= Bonnie Strauss =

Bonnie Strauss is an American broadcast journalist and documentary filmmaker.

==Early life==
Strauss was born Bonnie J. Hudson, 1942–43, in Michigan, the daughter of Lee and Russian-born father Sidney Hudson. She was primarily raised in Los Angeles, CA. where, in 1950, her father was the owner of a cleaning establishment.
In 1962 she married Benjamin Strauss, chairman of the national auto-supply company Pep Boys and the son of Maurice Strauss, one of its founders. They had two children—Victoria and Evan—and divorced in the 1980s.

==Career==
Her career began in Philadelphia in 1973 when she was asked by Marciarose Shestack, the host of NBC’s Noon News to be a guest on her show. A self-taught cook who later trained at Le Cordon Bleu and working for Chef Paul Boucouse, Strauss was asked to share recipes on-air. After regular appearances on Shestack's show and the Edie Huggins Morning Show on WCAU TV (CBS Affiliate), Strauss put away her apron and began studying journalism.

In 1975, Strauss began doing consumer reports broadcasts on WCAU radio, where she became in 1976 as the news anchor for the WCAU Radio Overnight Weekend News.

In 1978, Strauss began reporting at WPVI-TV (an ABC affiliate) in Philadelphia. Her first investigative series, Behind Locked Doors, a multi-part examination of patient abuse at Pennhurst State School, received a Special Recognition Award for Investigative Journalism from the Associated Press in 1979. Strauss’s work contributed to new legislation in Pennsylvania that made it illegal to keep mental patients “locked up” in their rooms.

In 1979, Strauss moved back to Los Angeles and worked as a general assignment reporter for KNXT TV, currently known as KCBS-TV. Strauss won an Emmy in 1981 for her Breaking News coverage of the kidnapping and murder of Ronnie Tolleson, a 10-year-old from West Covina, California. Her six-month investigation into police brutality in Signal Hill, California, resulted in her winning the coveted Alfred I. duPont Award in journalism for KNXT in 1982, as well as the Radio and TV News Director's First Place Western Region Award for Best Continuing Coverage of a story. The series led to dramatic changes in the Signal Hill Police Department.

Strauss became co-host and reporter of the nationally syndicated television and Emmy award-winning show Hour Magazine in 1983 where she worked for three years. She joined ABC's Good Morning America in 1986 as a contributing correspondent.

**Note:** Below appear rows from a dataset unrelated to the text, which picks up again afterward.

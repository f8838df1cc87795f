//! Game flow
//!
//! Owns the current stage and decides what happens after it reports an
//! outcome: a win moves on to the next stage, a loss rebuilds the same one.

use glam::IVec2;
use thiserror::Error;

use crate::assets::AssetPack;
use crate::audio::AudioManager;
use crate::consts::{SCREEN_HEIGHT, SCREEN_WIDTH};
use crate::renderer::{Renderer, colors};
use crate::settings::Settings;
use crate::sim::{FrameInput, Outcome, OutcomeLatch, Stage};

#[derive(Error, Debug, Clone, PartialEq, Eq)]
pub enum GameError {
    #[error("Stage {0} not found in level pack")]
    StageNotFound(u32),
}

/// Current phase of play
#[derive(Debug, Clone, Copy, PartialEq, Eq)]
pub enum GamePhase {
    Playing,
    /// Stage ended, waiting for confirm
    ShowingOutcome(Outcome),
    /// Every stage in the pack has been cleared
    Complete,
}

#[derive(Debug)]
pub struct Game {
    assets: AssetPack,
    stage: Stage,
    latch: OutcomeLatch,
    phase: GamePhase,
    audio: AudioManager,
}

impl Game {
    pub fn new(assets: AssetPack, settings: &Settings) -> Result<Self, GameError> {
        let latch = OutcomeLatch::new();
        let stage = build_stage(&assets, settings.start_stage, &latch)?;
        Ok(Self {
            assets,
            stage,
            latch,
            phase: GamePhase::Playing,
            audio: AudioManager::from_settings(settings),
        })
    }

    pub fn stage(&self) -> &Stage {
        &self.stage
    }

    pub fn phase(&self) -> GamePhase {
        self.phase
    }

    pub fn audio_mut(&mut self) -> &mut AudioManager {
        &mut self.audio
    }

    /// Replace the stage with a fresh copy of stage `index`
    pub fn reset(&mut self, index: u32) -> Result<(), GameError> {
        self.latch.take();
        self.stage = build_stage(&self.assets, index, &self.latch)?;
        self.phase = GamePhase::Playing;
        Ok(())
    }

    pub fn update(&mut self, input: &FrameInput, dt: f32) -> Result<(), GameError> {
        match self.phase {
            GamePhase::Playing => {
                if input.restart {
                    log::info!("Restarting stage {}", self.stage.index());
                    return self.reset(self.stage.index());
                }
                self.stage.update(input, &mut self.audio, dt);
                if let Some(outcome) = self.latch.take() {
                    self.phase = GamePhase::ShowingOutcome(outcome);
                }
            }
            GamePhase::ShowingOutcome(outcome) => {
                if input.confirm {
                    self.advance(outcome)?;
                }
            }
            GamePhase::Complete => {}
        }
        Ok(())
    }

    fn advance(&mut self, outcome: Outcome) -> Result<(), GameError> {
        let index = self.stage.index();
        if !outcome.won() {
            return self.reset(index);
        }
        if (index as usize) < self.assets.len() {
            self.reset(index + 1)
        } else {
            log::info!("All {} stages cleared", self.assets.len());
            self.phase = GamePhase::Complete;
            Ok(())
        }
    }

    pub fn draw(&self, renderer: &mut dyn Renderer) {
        self.stage.draw(renderer);

        let message = match self.phase {
            GamePhase::Playing => return,
            GamePhase::ShowingOutcome(Outcome::Won) => "Stage clear!",
            GamePhase::ShowingOutcome(Outcome::Lost) => "Out of moves!",
            GamePhase::Complete => "All stages clear!",
        };
        let size = IVec2::new(160, 40);
        let pos = IVec2::new(SCREEN_WIDTH, SCREEN_HEIGHT) / 2 - size / 2;
        renderer.fill_rect(pos, size, colors::INFO_BOX);
        renderer.draw_text(message, IVec2::new(SCREEN_WIDTH / 2, pos.y + 16), true);
    }
}

fn build_stage(assets: &AssetPack, index: u32, latch: &OutcomeLatch) -> Result<Stage, GameError> {
    let tilemap = assets
        .tilemap(index)
        .ok_or(GameError::StageNotFound(index))?;
    Ok(Stage::new(index, tilemap, Box::new(latch.clone())))
}

#[cfg(test)]
mod tests {
    use super::*;
    use crate::consts::SIM_DT;
    use crate::renderer::DrawList;
    use crate::sim::{Direction, Tilemap};

    fn pack() -> AssetPack {
        AssetPack::from_tilemaps(vec![
            Tilemap::new("one", 3, 1, vec![2, 0, 5]).with_move_limit(1),
            Tilemap::new("two", 3, 1, vec![3, 0, 6]).with_move_limit(0),
        ])
        .unwrap()
    }

    fn run(game: &mut Game, frames: usize) {
        for _ in 0..frames {
            game.update(&FrameInput::default(), SIM_DT).unwrap();
        }
    }

    fn confirm(game: &mut Game) {
        let input = FrameInput {
            confirm: true,
            ..Default::default()
        };
        game.update(&input, SIM_DT).unwrap();
    }

    #[test]
    fn test_missing_start_stage() {
        let settings = Settings {
            start_stage: 9,
            ..Default::default()
        };
        assert_eq!(
            Game::new(pack(), &settings).unwrap_err(),
            GameError::StageNotFound(9)
        );
    }

    #[test]
    fn test_win_advances_then_loss_restarts() {
        let mut game = Game::new(pack(), &Settings::default()).unwrap();
        game.update(&FrameInput::push(Direction::Right), SIM_DT).unwrap();
        run(&mut game, 120);
        assert_eq!(game.phase(), GamePhase::ShowingOutcome(Outcome::Won));

        // Waits for confirm
        run(&mut game, 10);
        assert_eq!(game.stage().index(), 1);
        confirm(&mut game);
        assert_eq!(game.phase(), GamePhase::Playing);
        assert_eq!(game.stage().index(), 2);

        // Stage two has no moves to spend
        game.update(&FrameInput::push(Direction::Right), SIM_DT).unwrap();
        run(&mut game, 2);
        assert_eq!(game.phase(), GamePhase::ShowingOutcome(Outcome::Lost));
        confirm(&mut game);
        assert_eq!(game.stage().index(), 2);
        assert_eq!(game.stage().moves(), 0);
        assert_eq!(game.stage().gremlins()[0].pos, IVec2::ZERO);
    }

    #[test]
    fn test_clearing_last_stage_completes() {
        let settings = Settings {
            start_stage: 2,
            ..Default::default()
        };
        let maps = vec![
            Tilemap::new("one", 1, 1, vec![0]),
            Tilemap::new("rocks", 1, 1, vec![11]),
        ];
        let mut game = Game::new(AssetPack::from_tilemaps(maps).unwrap(), &settings).unwrap();
        run(&mut game, 1);
        assert_eq!(game.phase(), GamePhase::ShowingOutcome(Outcome::Won));
        confirm(&mut game);
        assert_eq!(game.phase(), GamePhase::Complete);

        let mut list = DrawList::new();
        game.draw(&mut list);
        assert!(list.texts().contains(&"All stages clear!"));
    }

    #[test]
    fn test_restart_rebuilds_stage() {
        let mut game = Game::new(pack(), &Settings::default()).unwrap();
        game.update(&FrameInput::push(Direction::Right), SIM_DT).unwrap();
        run(&mut game, 1);
        assert_eq!(game.stage().moves(), 0);

        let restart = FrameInput {
            restart: true,
            ..Default::default()
        };
        game.update(&restart, SIM_DT).unwrap();
        assert_eq!(game.stage().moves(), 1);
        assert_eq!(game.stage().gremlins()[0].pos, IVec2::ZERO);
        assert!(!game.stage().grid().is_solid(1, 0));
    }

    #[test]
    fn test_move_cues_reach_audio() {
        let mut game = Game::new(pack(), &Settings::default()).unwrap();
        game.update(&FrameInput::push(Direction::Right), SIM_DT).unwrap();
        run(&mut game, 1);
        let cues = game.audio_mut().drain();
        assert_eq!(cues.len(), 1);
    }
}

Also in 1986, Strauss co-directed and produced her first documentary, The Women of Papua New Guinea: Yesterday, Today, and Tomorrow which explored women and tribal customs in Papua New Guinea. It won a CINE Golden Eagle Award in 1987.

Strauss became a correspondent for ABC's National News Division in 1987, reporting for both World News Tonight and Nightline with Ted Koppel. In 1990, Av Westin, the head of 20/20 left ABC News and offered Strauss a job reporting on a revamped Inside Edition. Strauss explored stories in Russia, where she reported on the Russian mafia, in Cuba, where she did a hidden camera report on child prostitution, and Los Angeles, covering the South Central Riots.

In 2001, Strauss co-produced and directed Dwarfs, not a Fairy Tale which was shown on HBO and was nominated for an Emmy for Outstanding Non-Fiction Primetime Special.

Concerned about the conditions of the working poor in America, Strauss produced and directed in 2004 No Place Like Home, a documentary for MSNBC which received a Casey Medal for Meritorious Journalism, as well as a Front Page Award from the Newswomen's Club of New York.

In 2005, Strauss produced Rikers High, a documentary which explored how poverty impacted incarcerated youths at Rikers Island in New York. It also focused on the dedicated teachers working to rescue affected children before they returned to the streets. It won the New York Loves Film Best Documentary Feature Award at the 2005 Tribeca Film Festival.

In 2012, Strauss was named a Beatrice Stern Media Award Honoree by the Didi Hirsch Mental Health Services organization.

Strauss is married to Dr. Roger Gould a psychiatrist and author and has two children. Victoria, her daughter with former husband, Benjamin Strauss, is married to Matthew Maxwell Kennedy, son of Robert and Ethel Kennedy. Bonnie Strauss currently has five grandchildren.